Where the hyksos chiefs who took over Egypt ca. 1650 B.C. may have gotten their chariots and charioteers is not known, but eastern Anatolia is not an unlikely source. The most direct evidence for the importance of Armenia in the development and manufacture of military chariots in the Late Bronze Age comes from Egyptian tombs. Since Egypt lacked the necessary woods, one assumes that the pharaohs regularly purchased from abroad either finished chariots or-after Egyptian woodworkers had perfected their skills-the requisite chariot wood. A tomb inscription from the reign of Amenhotep II declares that the wood for His Majesty’s chariot was brought from “the country of Naharin” (Mitanni). Since Mitanni itself was not wooded, we may suppose that the material come from the mountains to the north of Mitanni. In the case of the fifteenth century chariot now in Florance’s Museo Archeologico, studies of the wood done more than fifty years ago concluded that the chariot was made in Armenia, or quite precisely in the mountainous area bounded on the east by the Caspian, and on the south and west by a diagonal line extending from the southern shores of the Caspian to the Black Sea coast in the vicinity of Trebizond. If Egypt was to some extent dependent upon eastern Anatolia for its chariotry during the Eighteenth Dynasty, there are grounds for suspecting that when the chariot warfare first came to Egypt, it came from Armenia.”

Egyptian artifacts unearthed in ancient Armenian burial grounds testify to the frequent contact between ancient Egyptians and Armenians. However, it is still unknown whether or not the Hyksos invasion explains the genetic affinity between ancient Egyptians and Near Eastern and Levantine peoples. Perhaps, this inflow of DNA extends further to the past.

It wouldn’t be surprising if it turned out that ancient Egyptians prospered after the invention and spread of agriculture from the Armenian Highlands and its surroundings. The over-millennium genetic continuity of Egyptians in its turn suggests that it may extend further back than the Hyksos invasion. Only older Egyptian DNA could shed some light on this mystery.

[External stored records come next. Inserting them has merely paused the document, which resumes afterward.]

//! Byte-range lock semantics, in-process (open-file-description locks)
//! and across processes (via the worker binary).

use std::io::BufRead;
use std::io::BufReader;
use std::path::Path;
use std::process::Command;
use std::process::Stdio;

use lofio::Caching;
use lofio::Creation;
use lofio::Deadline;
use lofio::ErrorKind;
use lofio::FileHandle;
use lofio::HandleFlags;
use lofio::IoHandle;
use lofio::Mode;

fn open_rw(path: &Path) -> FileHandle {
    FileHandle::open(
        path,
        Mode::Write,
        Creation::IfNeeded,
        Caching::All,
        HandleFlags::empty(),
    )
    .unwrap()
}

// Two descriptors in one process only contend where the platform has
// file-description-scoped record locks.
#[cfg(target_os = "linux")]
#[test]
fn exclusive_locks_exclude_each_other() {
    let dir = tempfile::tempdir().unwrap();
    let path = dir.path().join("locked");
    let a = open_rw(&path);
    let b = open_rw(&path);

    let guard = a.lock(0, 1024, true, None).unwrap();
    assert!(guard.is_exclusive());
    // Modern kernels grant fd-scoped locks; the process-wide fallback
    // would have flagged the handle.
    assert!(!a.flags().contains(HandleFlags::BYTE_LOCK_INSANITY));

    let err = b.lock(0, 1024, true, Some(Deadline::zero())).unwrap_err();
    assert_eq!(err.kind(), ErrorKind::TimedOut);

    drop(guard);
    let reacquired = b.lock(0, 1024, true, Some(Deadline::zero())).unwrap();
    drop(reacquired);
}

#[cfg(target_os = "linux")]
#[test]
fn shared_locks_admit_readers_but_not_writers() {
    let dir = tempfile::tempdir().unwrap();
    let path = dir.path().join("shared");
    let a = open_rw(&path);
    let b = open_rw(&path);

    let ga = a.lock(0, 4096, false, None).unwrap();
    let gb = b.lock(0, 4096, false, Some(Deadline::zero())).unwrap();
    drop(gb);

    let err = b.lock(0, 4096, true, Some(Deadline::zero())).unwrap_err();
    assert_eq!(err.kind(), ErrorKind::TimedOut);
    drop(ga);
}

#[cfg(target_os = "linux")]
#[test]
fn disjoint_ranges_do_not_collide() {
    let dir = tempfile::tempdir().unwrap();
    let path = dir.path().join("ranges");
    let a = open_rw(&path);
    let b = open_rw(&path);

    let _ga = a.lock(0, 1024, true, None).unwrap();
    let _gb = b.lock(1024, 1024, true, Some(Deadline::zero())).unwrap();
}

#[cfg(target_os = "linux")]
#[test]
fn high_bit_offsets_lock_outside_the_file() {
    let dir = tempfile::tempdir().unwrap();
    let path = dir.path().join("advisory");
    let a = open_rw(&path);
    let b = open_rw(&path);

    // The top bit is masked, so this coordinates without ever colliding
    // with real file contents.
    let offset = (1u64 << 63) | (1u64 << 62);
    let _g = a.lock(offset, 1, true, None).unwrap();
    let err = b.lock(offset, 1, true, Some(Deadline::zero())).unwrap_err();
    assert_eq!(err.kind(), ErrorKind::TimedOut);
}

#[test]
fn locks_contend_across_processes() {
    let dir = tempfile::tempdir().unwrap();
    let path = dir.path().join("contended");
    drop(open_rw(&path));

    let mut child = Command::new(env!("CARGO_BIN_EXE_lofio-tests"))
        .arg("lock-worker")
        .arg(&path)
        .args(["--offset", "0", "--length", "1024", "--hold-ms", "1500"])
        .stdout(Stdio::piped())
        .spawn()
        .unwrap();

    // Wait until the child reports it holds the lock.
    let mut line = String::new();
    BufReader::new(child.stdout.as_mut().unwrap())
        .read_line(&mut line)
        .unwrap();
    assert_eq!(line.trim(), "locked");

    let h = open_rw(&path);
    let err = h.lock(0, 1024, true, Some(Deadline::zero())).unwrap_err();
    assert_eq!(err.kind(), ErrorKind::TimedOut);

    assert!(child.wait().unwrap().success());
    // The child released on exit; now it must be ours for the taking.
    let guard = h.lock(0, 1024, true, None).unwrap();
    drop(guard);
}

#[test]
fn whole_file_locks_use_zero_length() {
    let dir = tempfile::tempdir().unwrap();
    let path = dir.path().join("whole");
    let a = open_rw(&path);
    let guard = a.lock(0, 0, true, None).unwrap();
    assert_eq!(guard.length(), 0);
    drop(guard);
}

Furthermore, it should be noted that the 93 analyzed mummies have been discovered in the same place, Abusir el-Meleq. They could possibly represent merely the upper class of the ancient Egyptian society, or maybe a regional subgroup. On the other hand, because they belong to a time period of over one millennium, it would be quite reasonable to assume that they do indeed represent the most of ancient Egyptians’ DNA, the roots of which could have been in the Armenian Highlands.